# [Your instructions]
Which lines of the entries contain the string "CommunityStore"? Please find them and copy them.

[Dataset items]
*** Begin section ***

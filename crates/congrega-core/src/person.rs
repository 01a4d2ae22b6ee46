//! People: the tenant's roster of members and visitors.
//!
//! People are never hard-deleted. Removing someone flips their status to
//! [`PersonStatus::Inactive`], which takes them off event rosters.

use chrono::{DateTime, Utc};
use serde::{Deserialize, Serialize};
use uuid::Uuid;

use crate::{
  CompanyId, Error, Result, Tenant,
  error::required,
  patch::double_option,
  store::CommunityStore,
};

#[derive(
  Debug, Clone, Copy, PartialEq, Eq, Default, Serialize, Deserialize,
)]
#[serde(rename_all = "lowercase")]
pub enum PersonStatus {
  #[default]
  Active,
  Inactive,
}

impl PersonStatus {
  pub fn toggled(self) -> Self {
    match self {
      Self::Active => Self::Inactive,
      Self::Inactive => Self::Active,
    }
  }
}

#[derive(Debug, Clone, PartialEq, Eq, Serialize, Deserialize)]
pub struct Person {
  pub person_id:  Uuid,
  pub company_id: CompanyId,
  pub name:       String,
  /// Free-form category tag, e.g. "member" or "visitor".
  #[serde(rename = "type")]
  pub kind:       String,
  /// URI of the profile photo, if one was uploaded.
  pub photo:      Option<String>,
  pub status:     PersonStatus,
  pub created_at: DateTime<Utc>,
}

/// Input to [`Tenant::create_person`]. New people always start active.
#[derive(Debug, Clone, Deserialize)]
pub struct NewPerson {
  pub name:  String,
  #[serde(rename = "type", default)]
  pub kind:  String,
  pub photo: Option<String>,
}

/// Partial update; `None` fields keep their stored value. `photo` can also be
/// cleared with an explicit `null`.
#[derive(Debug, Clone, Default, Deserialize)]
pub struct PersonUpdate {
  pub name:  Option<String>,
  #[serde(rename = "type")]
  pub kind:  Option<String>,
  #[serde(default, deserialize_with = "double_option")]
  pub photo: Option<Option<String>>,
}

const ENTITY: &str = "person";

impl<S: CommunityStore> Tenant<'_, S> {
  #[tracing::instrument(skip(self, input), fields(company = %self.company))]
  pub async fn create_person(&self, input: NewPerson) -> Result<Person> {
    let name = required("name", &input.name)?;
    let person = self
      .store
      .add_person(self.company, NewPerson { name, ..input })
      .await
      .map_err(Error::from_store)?;
    tracing::info!(person_id = %person.person_id, "person created");
    Ok(person)
  }

  /// All people of the tenant in insertion order, optionally by status.
  pub async fn list_people(
    &self,
    status: Option<PersonStatus>,
  ) -> Result<Vec<Person>> {
    self
      .store
      .list_people(self.company, status)
      .await
      .map_err(Error::from_store)
  }

  pub async fn get_person(&self, id: Uuid) -> Result<Person> {
    self
      .store
      .get_person(self.company, id)
      .await
      .map_err(Error::from_store)?
      .ok_or_else(|| Error::not_found(ENTITY, id))
  }

  #[tracing::instrument(skip(self, update), fields(company = %self.company))]
  pub async fn update_person(
    &self,
    id: Uuid,
    mut update: PersonUpdate,
  ) -> Result<Person> {
    if let Some(name) = &update.name {
      update.name = Some(required("name", name)?);
    }
    self
      .store
      .update_person(self.company, id, update)
      .await
      .map_err(Error::from_store)?
      .ok_or_else(|| Error::not_found(ENTITY, id))
  }

  #[tracing::instrument(skip(self), fields(company = %self.company))]
  pub async fn deactivate_person(&self, id: Uuid) -> Result<Person> {
    self.set_person_status(id, PersonStatus::Inactive).await
  }

  /// Flip active ↔ inactive in one store call, so concurrent toggles
  /// serialize instead of both writing the same status.
  #[tracing::instrument(skip(self), fields(company = %self.company))]
  pub async fn toggle_person_status(&self, id: Uuid) -> Result<Person> {
    let person = self
      .store
      .toggle_person_status(self.company, id)
      .await
      .map_err(Error::from_store)?
      .ok_or_else(|| Error::not_found(ENTITY, id))?;
    tracing::info!(person_id = %id, status = ?person.status, "person status toggled");
    Ok(person)
  }

  async fn set_person_status(
    &self,
    id: Uuid,
    status: PersonStatus,
  ) -> Result<Person> {
    let person = self
      .store
      .set_person_status(self.company, id, status)
      .await
      .map_err(Error::from_store)?
      .ok_or_else(|| Error::not_found(ENTITY, id))?;
    tracing::info!(person_id = %id, ?status, "person status changed");
    Ok(person)
  }
}
//! Events: services, meetings, and gatherings that attendance is taken for.

use chrono::{DateTime, Utc};
use serde::{Deserialize, Serialize};
use uuid::Uuid;

use crate::{
  CompanyId, Error, Result, Tenant,
  error::required,
  patch::double_option,
  store::CommunityStore,
};

#[derive(
  Debug, Clone, Copy, PartialEq, Eq, Default, Serialize, Deserialize,
)]
#[serde(rename_all = "lowercase")]
pub enum EventStatus {
  #[default]
  Active,
  /// Soft-deleted. Canceled events keep their attendance history.
  Canceled,
}

#[derive(Debug, Clone, PartialEq, Eq, Serialize, Deserialize)]
pub struct Event {
  pub event_id:    Uuid,
  pub company_id:  CompanyId,
  pub name:        String,
  pub description: Option<String>,
  pub starts_at:   Option<DateTime<Utc>>,
  pub status:      EventStatus,
  pub created_at:  DateTime<Utc>,
}

#[derive(Debug, Clone, Deserialize)]
pub struct NewEvent {
  pub name:        String,
  pub description: Option<String>,
  pub starts_at:   Option<DateTime<Utc>>,
}

/// Partial update; absent fields keep their stored value, and an explicit
/// `null` clears `description` or `starts_at`.
#[derive(Debug, Clone, Default, Deserialize)]
pub struct EventUpdate {
  pub name:        Option<String>,
  #[serde(default, deserialize_with = "double_option")]
  pub description: Option<Option<String>>,
  #[serde(default, deserialize_with = "double_option")]
  pub starts_at:   Option<Option<DateTime<Utc>>>,
}

const ENTITY: &str = "event";

impl<S: CommunityStore> Tenant<'_, S> {
  #[tracing::instrument(skip(self, input), fields(company = %self.company))]
  pub async fn create_event(&self, input: NewEvent) -> Result<Event> {
    let name = required("name", &input.name)?;
    let event = self
      .store
      .add_event(self.company, NewEvent { name, ..input })
      .await
      .map_err(Error::from_store)?;
    tracing::info!(event_id = %event.event_id, "event created");
    Ok(event)
  }

  /// Active events only; canceled ones are hidden from listings.
  pub async fn list_events(&self) -> Result<Vec<Event>> {
    self
      .store
      .list_events(self.company, Some(EventStatus::Active))
      .await
      .map_err(Error::from_store)
  }

  /// Fetch an active event. Canceled events read as not found.
  pub async fn get_event(&self, id: Uuid) -> Result<Event> {
    self
      .find_event(id)
      .await?
      .filter(|e| e.status == EventStatus::Active)
      .ok_or_else(|| Error::not_found(ENTITY, id))
  }

  #[tracing::instrument(skip(self, update), fields(company = %self.company))]
  pub async fn update_event(
    &self,
    id: Uuid,
    mut update: EventUpdate,
  ) -> Result<Event> {
    if let Some(name) = &update.name {
      update.name = Some(required("name", name)?);
    }
    self
      .store
      .update_event(self.company, id, update)
      .await
      .map_err(Error::from_store)?
      .ok_or_else(|| Error::not_found(ENTITY, id))
  }

  #[tracing::instrument(skip(self), fields(company = %self.company))]
  pub async fn cancel_event(&self, id: Uuid) -> Result<Event> {
    let event = self
      .store
      .set_event_status(self.company, id, EventStatus::Canceled)
      .await
      .map_err(Error::from_store)?
      .ok_or_else(|| Error::not_found(ENTITY, id))?;
    tracing::info!(event_id = %id, "event canceled");
    Ok(event)
  }

  /// Any event of the tenant regardless of status.
  pub(crate) async fn find_event(&self, id: Uuid) -> Result<Option<Event>> {
    self
      .store
      .get_event(self.company, id)
      .await
      .map_err(Error::from_store)
  }

  /// Like [`Self::find_event`] but absence is an error.
  pub(crate) async fn require_event(&self, id: Uuid) -> Result<Event> {
    self
      .find_event(id)
      .await?
      .ok_or_else(|| Error::not_found(ENTITY, id))
  }
}
//! Handlers for `/ministries` endpoints.
//!
//! | Method | Path | Notes |
//! |--------|------|-------|
//! | `GET`  | `/ministries` | |
//! | `POST` | `/ministries` | Body: `{"name":"..","description":null}` |
//! | `GET`  | `/ministries/{id}` | 404 if not found |
//! | `PUT`  | `/ministries/{id}/members/{person_id}` | Body: `{"role":"LEADER"}`; role defaults to `MEMBER` |
//! | `GET`  | `/ministries/{id}/cell-groups` | |

use std::sync::Arc;

use axum::{
  Json,
  extract::{Path, State},
  http::StatusCode,
  response::IntoResponse,
};
use congrega_core::{
  cell::CellGroup,
  ministry::{DEFAULT_ROLE, Ministry, MinistryMembership, NewMinistry},
  store::CommunityStore,
};
use serde::Deserialize;
use uuid::Uuid;

use crate::{caller::Caller, error::ApiError};

/// `GET /ministries`
#[tracing::instrument(skip_all, fields(company = %caller.company, actor = ?caller.actor))]
pub async fn list<S: CommunityStore>(
  State(store): State<Arc<S>>,
  caller: Caller,
) -> Result<Json<Vec<Ministry>>, ApiError> {
  Ok(Json(caller.tenant(&*store).list_ministries().await?))
}

/// `POST /ministries`: returns 201 + the stored ministry.
#[tracing::instrument(skip_all, fields(company = %caller.company, actor = ?caller.actor))]
pub async fn create<S: CommunityStore>(
  State(store): State<Arc<S>>,
  caller: Caller,
  Json(body): Json<NewMinistry>,
) -> Result<impl IntoResponse, ApiError> {
  let ministry = caller.tenant(&*store).create_ministry(body).await?;
  Ok((StatusCode::CREATED, Json(ministry)))
}

/// `GET /ministries/{id}`
#[tracing::instrument(skip_all, fields(company = %caller.company, actor = ?caller.actor))]
pub async fn get_one<S: CommunityStore>(
  State(store): State<Arc<S>>,
  caller: Caller,
  Path(id): Path<Uuid>,
) -> Result<Json<Ministry>, ApiError> {
  Ok(Json(caller.tenant(&*store).get_ministry(id).await?))
}

// ─── Roles ────────────────────────────────────────────────────────────────────

fn default_role() -> String { DEFAULT_ROLE.to_owned() }

#[derive(Debug, Deserialize)]
pub struct RoleBody {
  #[serde(default = "default_role")]
  pub role: String,
}

/// `PUT /ministries/{id}/members/{person_id}`
#[tracing::instrument(skip_all, fields(company = %caller.company, actor = ?caller.actor))]
pub async fn assign_role<S: CommunityStore>(
  State(store): State<Arc<S>>,
  caller: Caller,
  Path((id, person_id)): Path<(Uuid, Uuid)>,
  Json(body): Json<RoleBody>,
) -> Result<Json<MinistryMembership>, ApiError> {
  let membership = caller
    .tenant(&*store)
    .assign_ministry_role(id, person_id, &body.role)
    .await?;
  Ok(Json(membership))
}

/// `GET /ministries/{id}/cell-groups`
#[tracing::instrument(skip_all, fields(company = %caller.company, actor = ?caller.actor))]
pub async fn cell_groups<S: CommunityStore>(
  State(store): State<Arc<S>>,
  caller: Caller,
  Path(id): Path<Uuid>,
) -> Result<Json<Vec<CellGroup>>, ApiError> {
  Ok(Json(caller.tenant(&*store).list_cell_groups(id).await?))
}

*** End section ***

# [The completed task]
  store::CommunityStore,
impl<S: CommunityStore> Tenant<'_, S> {
  store::CommunityStore,
impl<S: CommunityStore> Tenant<'_, S> {
  store::CommunityStore,
pub async fn list<S: CommunityStore>(
pub async fn create<S: CommunityStore>(
pub async fn get_one<S: CommunityStore>(
pub async fn assign_role<S: CommunityStore>(
pub async fn cell_groups<S: CommunityStore>(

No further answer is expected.